The future of decentralized crypto-based derivatives is very promising, as we’re already starting to see progress in DeFi and significant interest in derivatives. In traditional finance, derivatives trading is not as easily accessible, so at SynFutures we’re working to make the process as seamless as possible for investors at every level.

Ishan Pandey: What, according to you, will have the greatest impact on the institutional adoption of Bitcoin, and how long do you think the current price rally will last?

Rachel Lin: Regulation will significantly impact Bitcoin and crypto adoption. We can expect adoption to follow as we see more constructive regulation and clarity.

There are varying opinions on the current price rally, but the general consensus is that the next bear market cycle will be different from past ones. With crypto seeing more mainstream adoption and attention from TradFi institutions, we’re in a very different position than we were just a few years. As an asset class, crypto is more resilient than ever.

Ishan Pandey: What role has the pandemic played in allowing traders to profit from cryptocurrency investments? Also, what do you think the post-covid-19 scenario would look like for the blockchain ecosystem?
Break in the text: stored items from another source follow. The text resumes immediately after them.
use async_trait::async_trait;
use log::info;
use std::sync::Arc;

use super::budgets_model::{Budget, BudgetInput, BudgetPeriod, BudgetWithUsage, NewBudget};
use super::budgets_traits::{BudgetRepositoryTrait, BudgetServiceTrait};
use crate::categories::CategoryRepositoryTrait;
use crate::errors::{Error, Result};
use crate::transactions::{TransactionRepositoryTrait, TransactionType};
use crate::utils::{non_blank, parse_date_input, positive_amount, DateWindow};

/// Service for budgets. Spending is derived from expense transactions on
/// every read.
pub struct BudgetService {
    repository: Arc<dyn BudgetRepositoryTrait>,
    transaction_repository: Arc<dyn TransactionRepositoryTrait>,
    category_repository: Arc<dyn CategoryRepositoryTrait>,
}

impl BudgetService {
    pub fn new(
        repository: Arc<dyn BudgetRepositoryTrait>,
        transaction_repository: Arc<dyn TransactionRepositoryTrait>,
        category_repository: Arc<dyn CategoryRepositoryTrait>,
    ) -> Self {
        Self {
            repository,
            transaction_repository,
            category_repository,
        }
    }

    fn with_usage(&self, budget: Budget) -> Result<BudgetWithUsage> {
        let window = DateWindow::inclusive(budget.start_date, budget.end_date);
        let spent = self.transaction_repository.sum_amount(
            &budget.user_id,
            TransactionType::Expense,
            &window,
            budget.category_id.as_deref(),
        )?;
        Ok(BudgetWithUsage::new(budget, spent))
    }

    fn validate(&self, user_id: &str, input: BudgetInput) -> Result<NewBudget> {
        let (Some(name), Some(amount), Some(period), Some(start_date), Some(end_date)) = (
            non_blank(input.name.as_deref()),
            input.amount.filter(|a| !a.is_blank()),
            non_blank(input.period.as_deref()),
            non_blank(input.start_date.as_deref()),
            non_blank(input.end_date.as_deref()),
        ) else {
            return Err(Error::missing_field("All fields are required"));
        };

        let amount = positive_amount(&amount, "Amount")?;
        let period: BudgetPeriod = period.parse()?;
        let start_date = parse_date_input(&start_date)?;
        let end_date = parse_date_input(&end_date)?;
        if end_date < start_date {
            return Err(Error::invalid_input("End date cannot be before start date"));
        }

        let category_id = non_blank(input.category_id.as_deref());
        if let Some(category_id) = category_id.as_deref() {
            if self
                .category_repository
                .get_for_user(user_id, category_id)?
                .is_none()
            {
                return Err(Error::invalid_input("Invalid category"));
            }
        }

        Ok(NewBudget {
            user_id: user_id.to_string(),
            name,
            amount,
            period,
            start_date,
            end_date,
            category_id,
        })
    }
}

#[async_trait]
impl BudgetServiceTrait for BudgetService {
    fn list_budgets(&self, user_id: &str) -> Result<Vec<BudgetWithUsage>> {
        self.repository
            .list_for_user(user_id)?
            .into_iter()
            .map(|budget| self.with_usage(budget))
            .collect()
    }

    async fn create_budget(&self, user_id: &str, input: BudgetInput) -> Result<BudgetWithUsage> {
        let new_budget = self.validate(user_id, input)?;
        let budget = self.repository.insert(new_budget).await?;
        info!("Created {} budget {} for user {}", budget.period, budget.id, user_id);
        self.with_usage(budget)
    }

    async fn delete_budget(&self, user_id: &str, id: &str) -> Result<()> {
        if self.repository.delete_for_user(user_id, id).await? == 0 {
            return Err(Error::not_found("Budget not found"));
        }
        Ok(())
    }
}
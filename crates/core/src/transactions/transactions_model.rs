//! Transaction domain models.

use std::fmt;
use std::str::FromStr;

use chrono::NaiveDateTime;
use serde::{Deserialize, Serialize};

use crate::categories::Category;
use crate::errors::Error;
use crate::utils::NumberInput;

/// Direction of a money movement. Categories carry the same marker.
#[derive(Debug, Clone, Copy, PartialEq, Eq, Hash, Serialize, Deserialize)]
#[serde(rename_all = "SCREAMING_SNAKE_CASE")]
pub enum TransactionType {
    Income,
    Expense,
}

impl TransactionType {
    pub fn as_str(&self) -> &'static str {
        match self {
            TransactionType::Income => "INCOME",
            TransactionType::Expense => "EXPENSE",
        }
    }
}

impl fmt::Display for TransactionType {
    fn fmt(&self, f: &mut fmt::Formatter<'_>) -> fmt::Result {
        f.write_str(self.as_str())
    }
}

impl FromStr for TransactionType {
    type Err = Error;

    fn from_str(s: &str) -> Result<Self, Self::Err> {
        match s.trim().to_ascii_uppercase().as_str() {
            "INCOME" => Ok(TransactionType::Income),
            "EXPENSE" => Ok(TransactionType::Expense),
            other => Err(Error::invalid_input(format!(
                "Type must be INCOME or EXPENSE, got '{other}'"
            ))),
        }
    }
}

/// Domain model representing a stored transaction
#[derive(Debug, Clone, Serialize, Deserialize, PartialEq)]
#[serde(rename_all = "camelCase")]
pub struct Transaction {
    pub id: String,
    pub user_id: String,
    pub category_id: String,
    pub amount: f64,
    #[serde(rename = "type")]
    pub transaction_type: TransactionType,
    pub description: String,
    pub date: NaiveDateTime,
    pub created_at: NaiveDateTime,
    pub updated_at: NaiveDateTime,
}

/// A transaction with its category populated, as returned to clients.
#[derive(Debug, Clone, Serialize, Deserialize, PartialEq)]
#[serde(rename_all = "camelCase")]
pub struct TransactionWithCategory {
    #[serde(flatten)]
    pub transaction: Transaction,
    pub category: Option<Category>,
}

/// Validated input for inserting a transaction
#[derive(Debug, Clone)]
pub struct NewTransaction {
    pub user_id: String,
    pub category_id: String,
    pub amount: f64,
    pub transaction_type: TransactionType,
    pub description: String,
    pub date: NaiveDateTime,
}

/// Raw create request. Every field is required; `amount` may be a number
/// or a numeric string.
#[derive(Debug, Clone, Default, Serialize, Deserialize)]
#[serde(rename_all = "camelCase")]
pub struct TransactionInput {
    pub amount: Option<NumberInput>,
    #[serde(rename = "type")]
    pub transaction_type: Option<String>,
    pub description: Option<String>,
    pub date: Option<String>,
    pub category_id: Option<String>,
}

/// Expense total for one category, used by the dashboard.
#[derive(Debug, Clone, PartialEq)]
pub struct CategoryTotal {
    pub name: String,
    pub color: String,
    pub total: f64,
}
use std::{net::SocketAddr, time::Duration};

use anyhow::Context;

use crate::auth::decode_secret_key;

pub const DEFAULT_LISTEN_ADDR: &str = "0.0.0.0:5000";
pub const DEFAULT_DB_PATH: &str = "./db/fintrack.db";

/// Settings for the outbound completion API.
#[derive(Clone, Debug)]
pub struct AiConfig {
    pub api_key: Option<String>,
    pub base_url: String,
    pub model: String,
    pub timeout: Duration,
}

pub struct Config {
    pub listen_addr: SocketAddr,
    pub db_path: String,
    pub cors_allow: Vec<String>,
    pub request_timeout: Duration,
    pub jwt_secret: Vec<u8>,
    pub token_ttl: Duration,
    pub ai: AiConfig,
    pub dev_errors: bool,
}

impl Config {
    /// Loads `.env` (if present) and reads the process environment.
    pub fn from_env() -> anyhow::Result<Self> {
        dotenvy::dotenv().ok();
        Self::from_lookup(|key| std::env::var(key).ok())
    }

    /// Builds the configuration from an arbitrary key lookup.
    pub fn from_lookup<F>(lookup: F) -> anyhow::Result<Self>
    where
        F: Fn(&str) -> Option<String>,
    {
        let var = |key: &str| lookup(key).filter(|v| !v.trim().is_empty());

        let listen_addr: SocketAddr = var("FT_LISTEN_ADDR")
            .unwrap_or_else(|| DEFAULT_LISTEN_ADDR.to_string())
            .parse()
            .context("Invalid FT_LISTEN_ADDR")?;
        let db_path = var("FT_DB_PATH").unwrap_or_else(|| DEFAULT_DB_PATH.into());
        let cors_allow = var("FT_CORS_ALLOW_ORIGINS")
            .unwrap_or_else(|| "*".into())
            .split(',')
            .map(|s| s.trim().to_string())
            .filter(|s| !s.is_empty())
            .collect();
        let timeout_ms: u64 = var("FT_REQUEST_TIMEOUT_MS")
            .and_then(|v| v.parse().ok())
            .unwrap_or(30_000);

        let raw_secret = var("FT_JWT_SECRET").context("FT_JWT_SECRET must be set")?;
        let jwt_secret = decode_secret_key(&raw_secret)?;
        let ttl_days: u64 = var("FT_TOKEN_TTL_DAYS")
            .and_then(|v| v.parse().ok())
            .unwrap_or(7);

        let ai = AiConfig {
            api_key: var("FT_AI_API_KEY"),
            base_url: var("FT_AI_BASE_URL")
                .unwrap_or_else(|| fintrack_ai::DEFAULT_BASE_URL.to_string()),
            model: var("FT_AI_MODEL").unwrap_or_else(|| fintrack_ai::DEFAULT_MODEL.to_string()),
            timeout: Duration::from_millis(timeout_ms),
        };

        let dev_errors = var("FT_DEV_ERRORS")
            .map(|v| matches!(v.trim().to_ascii_lowercase().as_str(), "1" | "true" | "yes"))
            .unwrap_or(false);

        Ok(Self {
            listen_addr,
            db_path,
            cors_allow,
            request_timeout: Duration::from_millis(timeout_ms),
            jwt_secret,
            token_ttl: Duration::from_secs(ttl_days * 24 * 60 * 60),
            ai,
            dev_errors,
        })
    }
}
use std::sync::Arc;

use axum::{routing::get, Json, Router};
use serde::Serialize;

use crate::main_lib::AppState;

#[derive(Serialize)]
struct HealthResponse {
    status: &'static str,
    message: &'static str,
}

async fn health() -> Json<HealthResponse> {
    Json(HealthResponse {
        status: "OK",
        message: "Finance Tracker API is running",
    })
}

pub fn router() -> Router<Arc<AppState>> {
    Router::new().route("/health", get(health))
}
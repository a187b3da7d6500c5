use ratatui::style::Color;

#[derive(Clone)]
pub struct Theme {
    pub name: &'static str,
    pub fg: Color,
    pub accent: Color,
    pub muted: Color,
    pub error: Color,
    pub warning: Color,
    pub user_color: Color,
    pub assistant_color: Color,
    pub system_color: Color,
    pub code_fg: Color,
    pub sidebar_bg: Color,
    pub sidebar_label: Color,
    pub border: Color,
}

impl Theme {
    pub fn dark() -> Self {
        Self {
            name: "dark",
            fg: Color::Rgb(220, 220, 220),
            accent: Color::Rgb(122, 162, 247),
            muted: Color::Rgb(100, 100, 100),
            error: Color::Rgb(247, 118, 142),
            warning: Color::Rgb(224, 175, 104),
            user_color: Color::Cyan,
            assistant_color: Color::Green,
            system_color: Color::Yellow,
            code_fg: Color::Rgb(200, 200, 160),
            sidebar_bg: Color::Rgb(36, 40, 48),
            sidebar_label: Color::Rgb(224, 175, 104),
            border: Color::Rgb(60, 60, 60),
        }
    }

    /// Sky-blue sidebar with orange labels.
    pub fn sky() -> Self {
        Self {
            name: "sky",
            fg: Color::Rgb(230, 230, 230),
            accent: Color::Rgb(135, 206, 235),
            muted: Color::Rgb(110, 120, 130),
            error: Color::Rgb(255, 99, 71),
            warning: Color::Rgb(255, 165, 0),
            user_color: Color::Rgb(135, 206, 235),
            assistant_color: Color::Rgb(144, 238, 144),
            system_color: Color::Rgb(255, 165, 0),
            code_fg: Color::Rgb(220, 220, 170),
            sidebar_bg: Color::Rgb(135, 206, 235),
            sidebar_label: Color::Rgb(255, 140, 0),
            border: Color::Rgb(0, 0, 255),
        }
    }

    pub fn dracula() -> Self {
        Self {
            name: "dracula",
            fg: Color::Rgb(248, 248, 242),
            accent: Color::Rgb(255, 121, 198),
            muted: Color::Rgb(98, 114, 164),
            error: Color::Rgb(255, 85, 85),
            warning: Color::Rgb(241, 250, 140),
            user_color: Color::Rgb(139, 233, 253),
            assistant_color: Color::Rgb(80, 250, 123),
            system_color: Color::Rgb(241, 250, 140),
            code_fg: Color::Rgb(241, 250, 140),
            sidebar_bg: Color::Rgb(40, 42, 54),
            sidebar_label: Color::Rgb(255, 184, 108),
            border: Color::Rgb(68, 71, 90),
        }
    }

    pub fn find(name: &str) -> Option<Self> {
        match name {
            "dark" => Some(Self::dark()),
            "sky" => Some(Self::sky()),
            "dracula" => Some(Self::dracula()),
            _ => None,
        }
    }

    /// Like [`find`](Self::find), falling back to `dark`.
    pub fn by_name(name: &str) -> Self {
        Self::find(name).unwrap_or_else(Self::dark)
    }

    pub fn all_names() -> &'static [&'static str] {
        &["dark", "sky", "dracula"]
    }
}
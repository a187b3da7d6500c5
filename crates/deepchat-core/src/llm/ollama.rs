use crate::error::GenerationError;
use crate::llm::traits::*;
use serde::{Deserialize, Serialize};
use std::time::Duration;

pub const DEFAULT_BASE_URL: &str = "http://localhost:11434";
pub const DEFAULT_MODEL: &str = "deepseek-r1:latest";
pub const DEFAULT_TEMPERATURE: f64 = 0.3;

/// Client for a local Ollama server, speaking its non-streaming `/api/chat`.
#[derive(Clone)]
pub struct OllamaClient {
    client: reqwest::Client,
    model: String,
    base_url: String,
    temperature: f64,
    timeout: Option<Duration>,
}

impl OllamaClient {
    pub fn new(model: impl Into<String>) -> Self {
        Self {
            client: reqwest::Client::new(),
            model: model.into(),
            base_url: DEFAULT_BASE_URL.to_string(),
            temperature: DEFAULT_TEMPERATURE,
            timeout: None,
        }
    }

    pub fn with_base_url(mut self, url: impl Into<String>) -> Self {
        self.base_url = url.into().trim_end_matches('/').to_string();
        self
    }

    pub fn with_temperature(mut self, temperature: f64) -> Self {
        self.temperature = temperature;
        self
    }

    /// Client-side request timeout. Without one, a request waits for as long
    /// as the server takes.
    pub fn with_timeout(mut self, timeout: Duration) -> Self {
        self.timeout = Some(timeout);
        self
    }

    pub fn base_url(&self) -> &str {
        &self.base_url
    }

    pub fn temperature(&self) -> f64 {
        self.temperature
    }

    /// List the models installed on the server (`GET /api/tags`).
    pub async fn list_models(&self) -> Result<Vec<LocalModel>, GenerationError> {
        let url = format!("{}/api/tags", self.base_url);
        let mut request = self.client.get(&url);
        if let Some(timeout) = self.timeout {
            request = request.timeout(timeout);
        }

        let response = request.send().await.map_err(|e| send_error(&url, e))?;
        let body = read_success_body(response).await?;
        let tags: TagsResponse = serde_json::from_str(&body)
            .map_err(|e| GenerationError::Malformed(format!("model list: {e}")))?;

        Ok(tags.models)
    }
}

/// A model installed on the Ollama server.
#[derive(Debug, Clone, Deserialize, PartialEq, Eq)]
pub struct LocalModel {
    pub name: String,
    #[serde(default)]
    pub size: u64,
}

#[derive(Debug, Deserialize)]
struct TagsResponse {
    #[serde(default)]
    models: Vec<LocalModel>,
}

#[derive(Debug, Serialize)]
struct ChatRequest<'a> {
    model: &'a str,
    messages: &'a [Message],
    stream: bool,
    options: ChatOptions,
}

#[derive(Debug, Serialize)]
struct ChatOptions {
    temperature: f64,
}

#[derive(Debug, Deserialize)]
struct ChatResponse {
    message: Option<ResponseMessage>,
    #[serde(default)]
    prompt_eval_count: Option<u32>,
    #[serde(default)]
    eval_count: Option<u32>,
}

#[derive(Debug, Deserialize)]
struct ResponseMessage {
    #[serde(default)]
    content: String,
}

#[derive(Debug, Deserialize)]
struct ErrorResponse {
    error: String,
}

fn send_error(url: &str, e: reqwest::Error) -> GenerationError {
    if e.is_builder() {
        GenerationError::InvalidEndpoint(format!("{url}: {e}"))
    } else {
        GenerationError::Unreachable {
            url: url.to_string(),
            message: e.to_string(),
        }
    }
}

async fn read_success_body(response: reqwest::Response) -> Result<String, GenerationError> {
    let status = response.status();
    let body = response
        .text()
        .await
        .map_err(|e| GenerationError::Malformed(format!("failed to read body: {e}")))?;

    if !status.is_success() {
        // Ollama reports failures as {"error": "..."}; fall back to the raw body.
        let body = serde_json::from_str::<ErrorResponse>(&body)
            .map(|e| e.error)
            .unwrap_or(body);
        return Err(GenerationError::Backend {
            status: status.as_u16(),
            body,
        });
    }

    Ok(body)
}

#[async_trait::async_trait]
impl LlmClient for OllamaClient {
    async fn chat(&self, messages: &[Message]) -> Result<LlmResponse, GenerationError> {
        let url = format!("{}/api/chat", self.base_url);
        let body = ChatRequest {
            model: &self.model,
            messages,
            stream: false,
            options: ChatOptions {
                temperature: self.temperature,
            },
        };

        let mut request = self.client.post(&url).json(&body);
        if let Some(timeout) = self.timeout {
            request = request.timeout(timeout);
        }

        tracing::debug!(model = %self.model, messages = messages.len(), "Sending Ollama chat request");

        let response = request.send().await.map_err(|e| send_error(&url, e))?;
        let body = read_success_body(response).await?;
        let parsed: ChatResponse = serde_json::from_str(&body)
            .map_err(|e| GenerationError::Malformed(e.to_string()))?;

        let message = parsed
            .message
            .ok_or_else(|| GenerationError::Malformed("response has no message".into()))?;

        let usage = match (parsed.prompt_eval_count, parsed.eval_count) {
            (None, None) => None,
            (input, output) => Some(Usage {
                input_tokens: input.unwrap_or(0),
                output_tokens: output.unwrap_or(0),
            }),
        };

        Ok(LlmResponse {
            message: Message::assistant(message.content),
            usage,
        })
    }

    fn model(&self) -> &str {
        &self.model
    }
}

#[cfg(test)]
mod tests {
    use super::*;

    #[test]
    fn test_base_url_trailing_slash_is_trimmed() {
        let client = OllamaClient::new("m").with_base_url("http://gpu-box:11434/");
        assert_eq!(client.base_url(), "http://gpu-box:11434");
    }

    #[test]
    fn test_defaults() {
        let client = OllamaClient::new(DEFAULT_MODEL);
        assert_eq!(client.base_url(), DEFAULT_BASE_URL);
        assert_eq!(client.model(), "deepseek-r1:latest");
        assert!((client.temperature() - 0.3).abs() < f64::EPSILON);
    }

    #[test]
    fn test_request_body_shape() {
        let messages = vec![Message::system("be brief"), Message::user("hi")];
        let body = ChatRequest {
            model: "deepseek-r1:latest",
            messages: &messages,
            stream: false,
            options: ChatOptions { temperature: 0.3 },
        };
        let json = serde_json::to_value(&body).unwrap();
        assert_eq!(json["model"], "deepseek-r1:latest");
        assert_eq!(json["stream"], false);
        assert_eq!(json["messages"][0]["role"], "system");
        assert_eq!(json["messages"][1]["content"], "hi");
        assert!(json["options"]["temperature"].as_f64().unwrap() > 0.29);
    }
}
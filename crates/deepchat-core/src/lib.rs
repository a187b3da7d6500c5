pub mod error;
pub mod llm;
pub mod context;
pub mod config;
pub mod session;

// Re-export key types
pub use error::{ChatError, GenerationError};
pub use llm::{LlmClient, LlmResponse, Message, OllamaClient, Role, Usage};
pub use context::{
    ConversationLog, Generation, MessageTemplate, PromptChain, PromptChainBuilder, SystemPromptBuilder,
    TemplateKind, Turn,
};
pub use config::Settings;
pub use session::{ChatSession, PendingExchange, SessionStats, SubmitOutcome};
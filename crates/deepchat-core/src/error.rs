use thiserror::Error;

/// Every way a call to the model backend can fail.
#[derive(Error, Debug)]
pub enum GenerationError {
    #[error("Model backend unreachable at {url}: {message}")]
    Unreachable { url: String, message: String },

    #[error("Model backend returned {status}: {body}")]
    Backend { status: u16, body: String },

    #[error("Malformed response from model backend: {0}")]
    Malformed(String),

    #[error("Model backend returned an empty response")]
    EmptyResponse,

    #[error("Invalid model backend endpoint: {0}")]
    InvalidEndpoint(String),
}

#[derive(Error, Debug)]
pub enum ChatError {
    #[error("Generation failed: {0}")]
    Generation(#[from] GenerationError),

    #[error("User message is empty")]
    EmptyInput,

    #[error("Configuration error: {0}")]
    Config(String),

    #[error("IO error: {0}")]
    Io(#[from] std::io::Error),
}

impl GenerationError {
    /// Connection-level failures, as opposed to the backend answering badly.
    pub fn is_unreachable(&self) -> bool {
        matches!(self, Self::Unreachable { .. })
    }
}

pub type Result<T> = std::result::Result<T, ChatError>;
Rachel Lin: The pandemic has played an important role in boosting crypto adoption because there were many depressed asset classes during this time period. Investors hedge their bets on risker asset classes when interest rates are low, so crypto was an attractive option.

While every financial market has ups and downs, we can expect to see greater adoption for crypto and crypto-related financial services post-pandemic. We’re already seeing fintech platforms like PayPal incorporate Bitcoin into their services, which will further drive adoption.

Ishan Pandey: According to you, what new blockchain trends are we going to see in 2022?

Rachel Lin: Toward the end of 2021, the future of the metaverse and Web3 became more widely discussed to expect progress in these sectors. I also expect to see DeFi become an important part of other emerging sectors, like NFTs, Play-to-Earn, and GameFi (Gaming and DeFi).

As I’ve touched on, regulation will be an essential factor in crypto adoption and direct what sectors see growth throughout the year and beyond.

Disclaimer: The purpose of this article is to remove informational asymmetry existing today in our digital markets by performing due diligence, asking the right questions, and equipping readers with better opinions to make informed decisions.